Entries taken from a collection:
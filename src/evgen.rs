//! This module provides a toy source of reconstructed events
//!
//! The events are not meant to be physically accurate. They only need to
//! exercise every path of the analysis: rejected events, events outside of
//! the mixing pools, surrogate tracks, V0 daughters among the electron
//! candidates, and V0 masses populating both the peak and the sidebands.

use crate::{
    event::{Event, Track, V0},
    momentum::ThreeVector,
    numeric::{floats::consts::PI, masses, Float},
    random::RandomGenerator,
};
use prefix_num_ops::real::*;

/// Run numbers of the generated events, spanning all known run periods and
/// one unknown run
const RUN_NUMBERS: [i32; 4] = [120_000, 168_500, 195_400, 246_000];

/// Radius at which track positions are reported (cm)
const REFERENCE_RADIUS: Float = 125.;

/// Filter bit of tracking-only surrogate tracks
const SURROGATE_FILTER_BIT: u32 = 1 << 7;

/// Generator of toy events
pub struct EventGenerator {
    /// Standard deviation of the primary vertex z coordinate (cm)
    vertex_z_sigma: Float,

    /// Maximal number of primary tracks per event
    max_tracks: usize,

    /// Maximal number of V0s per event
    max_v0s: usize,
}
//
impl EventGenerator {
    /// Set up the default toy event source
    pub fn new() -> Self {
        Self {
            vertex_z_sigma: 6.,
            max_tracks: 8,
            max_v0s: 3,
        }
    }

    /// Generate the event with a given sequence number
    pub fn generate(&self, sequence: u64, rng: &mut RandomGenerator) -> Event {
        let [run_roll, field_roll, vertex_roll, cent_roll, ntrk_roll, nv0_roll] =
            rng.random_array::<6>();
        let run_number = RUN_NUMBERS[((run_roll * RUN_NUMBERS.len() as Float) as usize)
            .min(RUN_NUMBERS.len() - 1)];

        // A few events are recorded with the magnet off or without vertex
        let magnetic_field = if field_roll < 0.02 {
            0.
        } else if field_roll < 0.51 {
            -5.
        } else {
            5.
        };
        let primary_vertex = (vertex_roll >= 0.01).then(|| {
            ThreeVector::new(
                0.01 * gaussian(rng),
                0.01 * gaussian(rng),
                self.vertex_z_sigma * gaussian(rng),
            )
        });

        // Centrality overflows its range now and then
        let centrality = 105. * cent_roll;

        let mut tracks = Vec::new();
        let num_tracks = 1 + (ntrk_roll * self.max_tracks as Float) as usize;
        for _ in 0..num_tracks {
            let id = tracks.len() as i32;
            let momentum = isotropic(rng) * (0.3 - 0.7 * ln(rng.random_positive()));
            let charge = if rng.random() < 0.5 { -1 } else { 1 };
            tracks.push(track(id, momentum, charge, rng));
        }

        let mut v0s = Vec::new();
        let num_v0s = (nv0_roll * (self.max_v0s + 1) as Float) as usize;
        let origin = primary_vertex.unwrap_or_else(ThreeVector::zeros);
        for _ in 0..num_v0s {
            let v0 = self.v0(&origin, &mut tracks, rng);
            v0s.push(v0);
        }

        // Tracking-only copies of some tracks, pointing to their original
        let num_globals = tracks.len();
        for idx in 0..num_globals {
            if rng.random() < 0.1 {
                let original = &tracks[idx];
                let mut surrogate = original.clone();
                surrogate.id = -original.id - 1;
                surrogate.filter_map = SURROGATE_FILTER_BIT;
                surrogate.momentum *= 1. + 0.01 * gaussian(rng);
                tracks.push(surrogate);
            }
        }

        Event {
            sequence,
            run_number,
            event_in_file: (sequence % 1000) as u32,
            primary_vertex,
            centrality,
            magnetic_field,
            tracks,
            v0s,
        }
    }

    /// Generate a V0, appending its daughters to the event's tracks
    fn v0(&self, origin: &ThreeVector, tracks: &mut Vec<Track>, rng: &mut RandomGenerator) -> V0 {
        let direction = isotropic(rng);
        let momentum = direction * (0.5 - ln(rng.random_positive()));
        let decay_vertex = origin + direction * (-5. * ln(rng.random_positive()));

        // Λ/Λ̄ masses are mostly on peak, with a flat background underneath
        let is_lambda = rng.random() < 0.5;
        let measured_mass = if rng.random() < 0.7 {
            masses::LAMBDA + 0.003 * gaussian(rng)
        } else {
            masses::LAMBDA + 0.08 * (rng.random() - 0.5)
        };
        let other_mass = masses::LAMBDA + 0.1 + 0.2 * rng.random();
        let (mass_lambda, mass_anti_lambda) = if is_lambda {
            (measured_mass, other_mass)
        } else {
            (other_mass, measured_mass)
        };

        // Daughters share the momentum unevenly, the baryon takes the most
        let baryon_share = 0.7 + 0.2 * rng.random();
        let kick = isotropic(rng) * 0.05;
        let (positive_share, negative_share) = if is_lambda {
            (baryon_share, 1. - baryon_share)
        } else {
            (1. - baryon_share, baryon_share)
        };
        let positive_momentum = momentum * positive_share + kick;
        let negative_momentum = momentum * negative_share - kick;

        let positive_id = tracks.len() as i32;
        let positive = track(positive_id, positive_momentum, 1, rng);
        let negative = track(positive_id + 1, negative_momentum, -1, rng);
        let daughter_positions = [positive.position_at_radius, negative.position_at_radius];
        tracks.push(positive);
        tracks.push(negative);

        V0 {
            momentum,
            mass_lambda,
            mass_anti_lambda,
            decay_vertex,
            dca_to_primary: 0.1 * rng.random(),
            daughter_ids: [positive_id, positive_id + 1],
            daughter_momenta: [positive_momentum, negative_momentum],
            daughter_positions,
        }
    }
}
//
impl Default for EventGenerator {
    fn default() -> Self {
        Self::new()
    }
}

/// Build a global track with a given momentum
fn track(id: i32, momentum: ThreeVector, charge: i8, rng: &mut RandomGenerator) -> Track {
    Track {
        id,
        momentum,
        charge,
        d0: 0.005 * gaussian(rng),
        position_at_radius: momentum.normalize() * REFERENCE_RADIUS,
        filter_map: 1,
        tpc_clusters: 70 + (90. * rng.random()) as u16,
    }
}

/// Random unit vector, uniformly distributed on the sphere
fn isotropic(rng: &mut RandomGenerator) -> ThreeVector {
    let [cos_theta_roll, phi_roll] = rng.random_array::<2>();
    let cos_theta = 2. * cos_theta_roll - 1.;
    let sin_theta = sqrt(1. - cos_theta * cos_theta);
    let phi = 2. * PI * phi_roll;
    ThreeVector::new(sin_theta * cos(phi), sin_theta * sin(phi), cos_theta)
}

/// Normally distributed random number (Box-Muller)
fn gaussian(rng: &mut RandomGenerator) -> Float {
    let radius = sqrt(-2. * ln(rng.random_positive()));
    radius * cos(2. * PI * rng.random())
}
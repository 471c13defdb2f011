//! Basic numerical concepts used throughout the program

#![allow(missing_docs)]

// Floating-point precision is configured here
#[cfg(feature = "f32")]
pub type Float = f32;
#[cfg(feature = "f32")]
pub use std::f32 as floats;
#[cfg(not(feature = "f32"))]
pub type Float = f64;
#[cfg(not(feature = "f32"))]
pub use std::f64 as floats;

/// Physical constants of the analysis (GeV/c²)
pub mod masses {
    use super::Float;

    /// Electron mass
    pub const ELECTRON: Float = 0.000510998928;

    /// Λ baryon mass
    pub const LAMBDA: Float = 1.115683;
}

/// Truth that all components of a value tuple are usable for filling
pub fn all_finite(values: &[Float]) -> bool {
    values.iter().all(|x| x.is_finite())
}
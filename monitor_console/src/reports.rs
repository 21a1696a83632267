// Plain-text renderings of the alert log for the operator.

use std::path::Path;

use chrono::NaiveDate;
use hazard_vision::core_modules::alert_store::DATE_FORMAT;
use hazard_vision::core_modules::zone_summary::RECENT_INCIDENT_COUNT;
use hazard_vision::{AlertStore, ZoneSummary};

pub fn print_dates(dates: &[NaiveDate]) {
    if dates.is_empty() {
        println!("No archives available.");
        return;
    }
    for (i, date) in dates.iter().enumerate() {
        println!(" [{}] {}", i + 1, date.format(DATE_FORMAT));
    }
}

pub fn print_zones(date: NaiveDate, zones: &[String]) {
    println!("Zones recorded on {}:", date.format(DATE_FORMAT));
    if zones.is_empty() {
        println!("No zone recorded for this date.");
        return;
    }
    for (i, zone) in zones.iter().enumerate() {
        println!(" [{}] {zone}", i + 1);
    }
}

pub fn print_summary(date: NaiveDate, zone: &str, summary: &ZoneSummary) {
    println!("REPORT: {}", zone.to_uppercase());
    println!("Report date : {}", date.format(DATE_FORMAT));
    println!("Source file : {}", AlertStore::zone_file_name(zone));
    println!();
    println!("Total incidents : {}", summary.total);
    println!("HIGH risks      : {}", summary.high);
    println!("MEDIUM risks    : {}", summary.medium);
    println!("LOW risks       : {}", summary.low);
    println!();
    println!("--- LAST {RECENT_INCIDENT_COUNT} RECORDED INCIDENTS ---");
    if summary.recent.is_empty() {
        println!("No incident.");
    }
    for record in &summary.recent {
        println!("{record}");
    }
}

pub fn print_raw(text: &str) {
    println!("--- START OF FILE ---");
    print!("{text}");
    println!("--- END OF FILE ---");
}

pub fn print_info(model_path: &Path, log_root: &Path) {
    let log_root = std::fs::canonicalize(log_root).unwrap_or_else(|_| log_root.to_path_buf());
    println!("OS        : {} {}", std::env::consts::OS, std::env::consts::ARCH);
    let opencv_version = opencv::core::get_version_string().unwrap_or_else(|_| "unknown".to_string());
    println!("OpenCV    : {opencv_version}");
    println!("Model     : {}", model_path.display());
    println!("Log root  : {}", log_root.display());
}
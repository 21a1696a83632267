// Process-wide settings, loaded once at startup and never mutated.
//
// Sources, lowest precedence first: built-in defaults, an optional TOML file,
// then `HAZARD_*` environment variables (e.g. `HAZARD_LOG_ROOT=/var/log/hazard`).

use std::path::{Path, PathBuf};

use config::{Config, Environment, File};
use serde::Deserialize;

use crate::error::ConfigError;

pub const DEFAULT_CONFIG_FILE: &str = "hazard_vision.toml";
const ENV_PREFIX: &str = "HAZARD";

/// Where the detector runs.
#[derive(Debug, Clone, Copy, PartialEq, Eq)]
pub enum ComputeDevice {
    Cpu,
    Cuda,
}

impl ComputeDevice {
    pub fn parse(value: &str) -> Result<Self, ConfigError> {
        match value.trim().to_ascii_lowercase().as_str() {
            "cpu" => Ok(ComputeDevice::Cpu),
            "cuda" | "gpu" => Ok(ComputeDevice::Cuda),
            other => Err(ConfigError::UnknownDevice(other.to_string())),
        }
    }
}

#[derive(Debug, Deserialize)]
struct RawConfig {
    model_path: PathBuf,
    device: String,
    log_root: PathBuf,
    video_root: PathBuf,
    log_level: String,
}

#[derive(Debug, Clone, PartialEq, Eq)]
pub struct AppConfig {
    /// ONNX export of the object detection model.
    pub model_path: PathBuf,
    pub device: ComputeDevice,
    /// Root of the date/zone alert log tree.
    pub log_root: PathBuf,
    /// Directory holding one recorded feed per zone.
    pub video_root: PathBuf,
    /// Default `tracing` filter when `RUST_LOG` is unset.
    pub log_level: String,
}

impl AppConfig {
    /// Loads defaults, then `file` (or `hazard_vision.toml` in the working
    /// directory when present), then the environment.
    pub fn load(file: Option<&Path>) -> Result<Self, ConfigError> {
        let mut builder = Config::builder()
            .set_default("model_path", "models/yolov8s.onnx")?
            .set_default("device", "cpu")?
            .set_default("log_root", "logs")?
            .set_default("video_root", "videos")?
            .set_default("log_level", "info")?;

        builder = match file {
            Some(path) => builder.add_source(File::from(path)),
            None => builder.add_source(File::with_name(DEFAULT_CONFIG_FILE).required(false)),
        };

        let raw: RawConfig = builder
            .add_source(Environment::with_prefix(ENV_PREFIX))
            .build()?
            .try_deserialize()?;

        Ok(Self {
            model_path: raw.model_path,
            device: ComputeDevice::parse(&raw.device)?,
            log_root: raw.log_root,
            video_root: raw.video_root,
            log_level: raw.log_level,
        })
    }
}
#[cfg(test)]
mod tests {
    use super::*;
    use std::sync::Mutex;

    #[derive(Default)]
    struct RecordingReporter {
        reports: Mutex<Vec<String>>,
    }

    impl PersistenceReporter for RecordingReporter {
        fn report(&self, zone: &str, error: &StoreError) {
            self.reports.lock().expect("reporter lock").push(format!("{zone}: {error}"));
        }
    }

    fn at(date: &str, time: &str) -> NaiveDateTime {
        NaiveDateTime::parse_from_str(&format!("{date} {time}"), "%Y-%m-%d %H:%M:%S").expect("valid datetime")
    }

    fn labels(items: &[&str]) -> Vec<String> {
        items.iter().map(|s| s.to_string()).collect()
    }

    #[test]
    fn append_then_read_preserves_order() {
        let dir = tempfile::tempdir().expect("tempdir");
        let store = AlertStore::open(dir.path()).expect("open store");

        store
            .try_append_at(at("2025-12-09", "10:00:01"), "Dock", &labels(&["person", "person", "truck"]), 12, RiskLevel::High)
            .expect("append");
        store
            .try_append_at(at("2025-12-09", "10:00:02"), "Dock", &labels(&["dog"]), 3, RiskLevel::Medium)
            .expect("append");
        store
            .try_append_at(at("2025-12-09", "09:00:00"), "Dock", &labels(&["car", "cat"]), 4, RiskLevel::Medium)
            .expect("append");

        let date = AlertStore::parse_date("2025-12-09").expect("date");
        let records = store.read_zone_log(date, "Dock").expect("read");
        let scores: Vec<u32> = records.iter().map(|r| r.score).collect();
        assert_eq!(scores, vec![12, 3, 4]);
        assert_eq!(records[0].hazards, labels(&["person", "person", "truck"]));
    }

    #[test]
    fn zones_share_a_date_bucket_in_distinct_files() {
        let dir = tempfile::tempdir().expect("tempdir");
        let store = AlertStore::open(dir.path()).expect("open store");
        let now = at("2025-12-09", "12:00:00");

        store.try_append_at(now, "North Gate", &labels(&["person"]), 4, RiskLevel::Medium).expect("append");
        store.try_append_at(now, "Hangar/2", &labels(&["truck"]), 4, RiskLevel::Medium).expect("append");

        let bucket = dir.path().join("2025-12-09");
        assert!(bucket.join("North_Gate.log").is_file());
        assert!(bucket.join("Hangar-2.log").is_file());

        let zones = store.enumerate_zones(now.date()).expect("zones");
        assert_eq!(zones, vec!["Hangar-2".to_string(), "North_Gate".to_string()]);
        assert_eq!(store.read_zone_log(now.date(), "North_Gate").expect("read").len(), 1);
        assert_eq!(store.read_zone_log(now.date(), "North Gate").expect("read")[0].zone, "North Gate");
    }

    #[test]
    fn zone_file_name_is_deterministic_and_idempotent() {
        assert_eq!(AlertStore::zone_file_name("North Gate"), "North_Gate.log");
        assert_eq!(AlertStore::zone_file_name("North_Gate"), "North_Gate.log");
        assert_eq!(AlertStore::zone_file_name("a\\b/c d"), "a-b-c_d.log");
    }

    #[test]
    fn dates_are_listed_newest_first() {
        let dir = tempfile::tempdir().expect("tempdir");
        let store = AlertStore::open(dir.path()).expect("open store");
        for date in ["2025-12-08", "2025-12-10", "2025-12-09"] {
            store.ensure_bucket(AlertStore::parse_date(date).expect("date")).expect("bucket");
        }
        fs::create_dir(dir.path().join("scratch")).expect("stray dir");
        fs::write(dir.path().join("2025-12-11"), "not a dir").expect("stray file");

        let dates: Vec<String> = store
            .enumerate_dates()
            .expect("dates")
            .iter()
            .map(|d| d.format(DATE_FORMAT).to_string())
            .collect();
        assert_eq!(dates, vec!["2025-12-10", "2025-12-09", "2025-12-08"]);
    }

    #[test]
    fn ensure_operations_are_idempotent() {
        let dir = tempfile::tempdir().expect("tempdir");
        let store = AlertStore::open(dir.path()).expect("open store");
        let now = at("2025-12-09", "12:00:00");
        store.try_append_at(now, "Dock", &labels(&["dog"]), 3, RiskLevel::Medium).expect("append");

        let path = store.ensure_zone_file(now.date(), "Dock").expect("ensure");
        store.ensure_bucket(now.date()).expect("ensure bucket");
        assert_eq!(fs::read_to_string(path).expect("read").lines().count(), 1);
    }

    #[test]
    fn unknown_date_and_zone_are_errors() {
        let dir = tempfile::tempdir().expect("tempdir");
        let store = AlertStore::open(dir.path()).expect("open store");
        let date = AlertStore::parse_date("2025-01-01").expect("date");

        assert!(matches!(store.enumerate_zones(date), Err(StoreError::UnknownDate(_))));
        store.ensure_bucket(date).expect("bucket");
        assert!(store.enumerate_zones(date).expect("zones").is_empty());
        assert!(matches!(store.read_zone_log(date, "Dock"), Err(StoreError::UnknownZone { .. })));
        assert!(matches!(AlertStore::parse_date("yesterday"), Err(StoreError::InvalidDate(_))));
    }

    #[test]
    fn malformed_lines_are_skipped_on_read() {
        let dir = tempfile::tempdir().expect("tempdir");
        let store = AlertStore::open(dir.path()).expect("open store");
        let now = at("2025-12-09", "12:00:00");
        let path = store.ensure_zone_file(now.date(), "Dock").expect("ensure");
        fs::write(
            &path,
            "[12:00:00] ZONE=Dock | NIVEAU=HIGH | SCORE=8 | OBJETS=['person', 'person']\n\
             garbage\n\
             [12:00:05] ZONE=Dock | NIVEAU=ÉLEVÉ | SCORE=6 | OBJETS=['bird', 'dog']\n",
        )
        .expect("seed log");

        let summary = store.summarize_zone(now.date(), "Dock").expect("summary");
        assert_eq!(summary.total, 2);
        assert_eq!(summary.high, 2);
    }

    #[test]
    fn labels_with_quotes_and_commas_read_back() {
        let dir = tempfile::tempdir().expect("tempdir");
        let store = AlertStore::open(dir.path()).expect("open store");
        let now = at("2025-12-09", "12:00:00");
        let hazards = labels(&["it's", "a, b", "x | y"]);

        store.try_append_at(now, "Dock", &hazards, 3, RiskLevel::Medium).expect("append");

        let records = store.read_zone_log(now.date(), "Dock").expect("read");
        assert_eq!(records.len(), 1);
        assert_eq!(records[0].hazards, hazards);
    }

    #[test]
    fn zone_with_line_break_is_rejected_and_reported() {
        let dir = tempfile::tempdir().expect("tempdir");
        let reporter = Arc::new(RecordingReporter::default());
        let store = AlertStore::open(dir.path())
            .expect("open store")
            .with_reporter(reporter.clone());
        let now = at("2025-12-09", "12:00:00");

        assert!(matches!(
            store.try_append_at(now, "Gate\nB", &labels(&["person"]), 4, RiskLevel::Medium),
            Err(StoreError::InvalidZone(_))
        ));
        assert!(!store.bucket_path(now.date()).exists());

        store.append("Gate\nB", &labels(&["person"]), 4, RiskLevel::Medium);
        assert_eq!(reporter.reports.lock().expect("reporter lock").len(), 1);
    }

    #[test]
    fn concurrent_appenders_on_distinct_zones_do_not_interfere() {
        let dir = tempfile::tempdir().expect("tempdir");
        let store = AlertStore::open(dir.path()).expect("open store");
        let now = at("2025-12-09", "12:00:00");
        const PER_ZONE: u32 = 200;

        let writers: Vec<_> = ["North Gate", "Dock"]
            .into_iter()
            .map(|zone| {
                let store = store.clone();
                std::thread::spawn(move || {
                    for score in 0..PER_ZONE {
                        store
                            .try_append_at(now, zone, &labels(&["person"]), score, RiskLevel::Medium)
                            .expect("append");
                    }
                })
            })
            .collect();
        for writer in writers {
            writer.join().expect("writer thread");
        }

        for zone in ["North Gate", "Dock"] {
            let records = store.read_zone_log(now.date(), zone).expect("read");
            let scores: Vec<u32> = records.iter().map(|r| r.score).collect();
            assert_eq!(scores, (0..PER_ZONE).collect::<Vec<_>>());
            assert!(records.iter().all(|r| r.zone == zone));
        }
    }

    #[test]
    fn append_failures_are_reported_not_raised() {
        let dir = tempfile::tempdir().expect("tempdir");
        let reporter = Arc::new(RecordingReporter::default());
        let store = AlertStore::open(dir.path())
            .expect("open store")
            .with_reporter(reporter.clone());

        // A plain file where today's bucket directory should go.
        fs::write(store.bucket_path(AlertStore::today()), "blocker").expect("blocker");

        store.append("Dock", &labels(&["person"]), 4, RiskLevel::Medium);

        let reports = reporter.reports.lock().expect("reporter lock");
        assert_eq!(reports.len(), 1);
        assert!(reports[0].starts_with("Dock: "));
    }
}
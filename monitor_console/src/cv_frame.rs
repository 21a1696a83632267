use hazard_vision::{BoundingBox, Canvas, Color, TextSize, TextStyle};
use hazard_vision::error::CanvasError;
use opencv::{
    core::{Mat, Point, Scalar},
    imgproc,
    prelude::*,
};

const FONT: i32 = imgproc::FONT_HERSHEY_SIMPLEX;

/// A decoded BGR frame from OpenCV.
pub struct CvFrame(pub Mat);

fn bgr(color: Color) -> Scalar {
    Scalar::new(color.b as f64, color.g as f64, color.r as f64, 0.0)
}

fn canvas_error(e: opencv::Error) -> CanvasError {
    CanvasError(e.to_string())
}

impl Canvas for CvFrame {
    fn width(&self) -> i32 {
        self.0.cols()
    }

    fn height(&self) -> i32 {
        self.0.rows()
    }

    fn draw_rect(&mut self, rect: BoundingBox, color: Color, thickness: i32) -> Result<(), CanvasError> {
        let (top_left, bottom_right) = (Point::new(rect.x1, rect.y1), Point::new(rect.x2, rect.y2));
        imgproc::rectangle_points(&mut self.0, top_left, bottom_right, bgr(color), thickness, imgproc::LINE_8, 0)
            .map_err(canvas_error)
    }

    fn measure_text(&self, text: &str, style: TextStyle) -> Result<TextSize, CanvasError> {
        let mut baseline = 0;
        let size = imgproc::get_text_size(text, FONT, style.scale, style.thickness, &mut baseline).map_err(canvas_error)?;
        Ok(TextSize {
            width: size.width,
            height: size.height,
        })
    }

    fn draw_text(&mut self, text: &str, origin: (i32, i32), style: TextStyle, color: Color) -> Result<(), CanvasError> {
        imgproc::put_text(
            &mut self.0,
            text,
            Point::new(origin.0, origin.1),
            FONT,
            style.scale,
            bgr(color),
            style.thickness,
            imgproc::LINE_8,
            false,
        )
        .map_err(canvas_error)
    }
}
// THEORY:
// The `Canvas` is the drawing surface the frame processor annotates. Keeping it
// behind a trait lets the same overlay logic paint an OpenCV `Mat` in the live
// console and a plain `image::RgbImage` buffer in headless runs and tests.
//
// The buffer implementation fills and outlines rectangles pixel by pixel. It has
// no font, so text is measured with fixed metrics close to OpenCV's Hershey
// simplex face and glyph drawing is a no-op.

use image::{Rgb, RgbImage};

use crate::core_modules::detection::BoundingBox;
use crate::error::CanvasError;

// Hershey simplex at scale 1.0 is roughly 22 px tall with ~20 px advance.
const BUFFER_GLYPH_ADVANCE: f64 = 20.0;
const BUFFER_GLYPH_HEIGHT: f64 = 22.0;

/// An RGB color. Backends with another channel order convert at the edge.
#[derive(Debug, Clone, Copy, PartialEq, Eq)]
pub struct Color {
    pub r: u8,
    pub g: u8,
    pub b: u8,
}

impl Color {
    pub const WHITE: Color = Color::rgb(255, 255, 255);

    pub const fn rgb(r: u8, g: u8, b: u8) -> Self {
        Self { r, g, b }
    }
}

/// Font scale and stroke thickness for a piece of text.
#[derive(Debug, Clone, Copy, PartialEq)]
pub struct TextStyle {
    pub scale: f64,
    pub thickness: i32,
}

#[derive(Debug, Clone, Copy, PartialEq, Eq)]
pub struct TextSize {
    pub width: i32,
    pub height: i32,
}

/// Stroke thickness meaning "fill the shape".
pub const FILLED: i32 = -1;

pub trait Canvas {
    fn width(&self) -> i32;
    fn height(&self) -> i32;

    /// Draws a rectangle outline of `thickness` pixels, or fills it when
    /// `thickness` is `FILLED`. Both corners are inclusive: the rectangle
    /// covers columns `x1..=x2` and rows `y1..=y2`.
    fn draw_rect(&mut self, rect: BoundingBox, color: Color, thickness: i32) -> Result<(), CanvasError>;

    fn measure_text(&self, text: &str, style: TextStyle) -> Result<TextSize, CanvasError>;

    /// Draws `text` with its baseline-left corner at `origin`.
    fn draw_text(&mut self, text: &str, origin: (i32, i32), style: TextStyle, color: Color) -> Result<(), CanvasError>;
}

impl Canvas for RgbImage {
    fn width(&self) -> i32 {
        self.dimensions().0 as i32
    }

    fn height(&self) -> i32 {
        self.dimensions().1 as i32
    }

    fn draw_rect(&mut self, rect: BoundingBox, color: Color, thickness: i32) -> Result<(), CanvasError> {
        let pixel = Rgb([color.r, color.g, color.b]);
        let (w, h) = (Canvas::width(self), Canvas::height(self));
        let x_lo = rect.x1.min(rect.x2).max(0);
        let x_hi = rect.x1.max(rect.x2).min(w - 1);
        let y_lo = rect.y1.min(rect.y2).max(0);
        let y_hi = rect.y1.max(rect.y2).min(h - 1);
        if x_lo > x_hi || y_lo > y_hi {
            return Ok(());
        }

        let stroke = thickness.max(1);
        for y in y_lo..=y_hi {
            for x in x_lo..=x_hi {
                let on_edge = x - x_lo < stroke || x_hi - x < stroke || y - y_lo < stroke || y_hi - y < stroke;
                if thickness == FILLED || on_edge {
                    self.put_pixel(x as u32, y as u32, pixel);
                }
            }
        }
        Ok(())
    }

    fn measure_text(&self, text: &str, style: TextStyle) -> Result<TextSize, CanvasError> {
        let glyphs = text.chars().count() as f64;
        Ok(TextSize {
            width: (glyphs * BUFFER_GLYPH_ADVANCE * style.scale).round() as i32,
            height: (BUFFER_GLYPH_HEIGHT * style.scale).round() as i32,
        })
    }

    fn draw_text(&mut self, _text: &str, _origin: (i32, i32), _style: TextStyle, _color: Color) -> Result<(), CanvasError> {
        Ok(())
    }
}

[DIRECTIONS]
Reproduce each line above that contains "derive".

[SOLUTION TO THE EXERCISE]
#[derive(Debug, Clone, Copy, PartialEq, Eq)]
#[derive(Debug, Deserialize)]
#[derive(Debug, Clone, PartialEq, Eq)]
    #[derive(Default)]
#[derive(Debug, Clone, Copy, PartialEq, Eq)]
#[derive(Debug, Clone, Copy, PartialEq)]
#[derive(Debug, Clone, Copy, PartialEq, Eq)]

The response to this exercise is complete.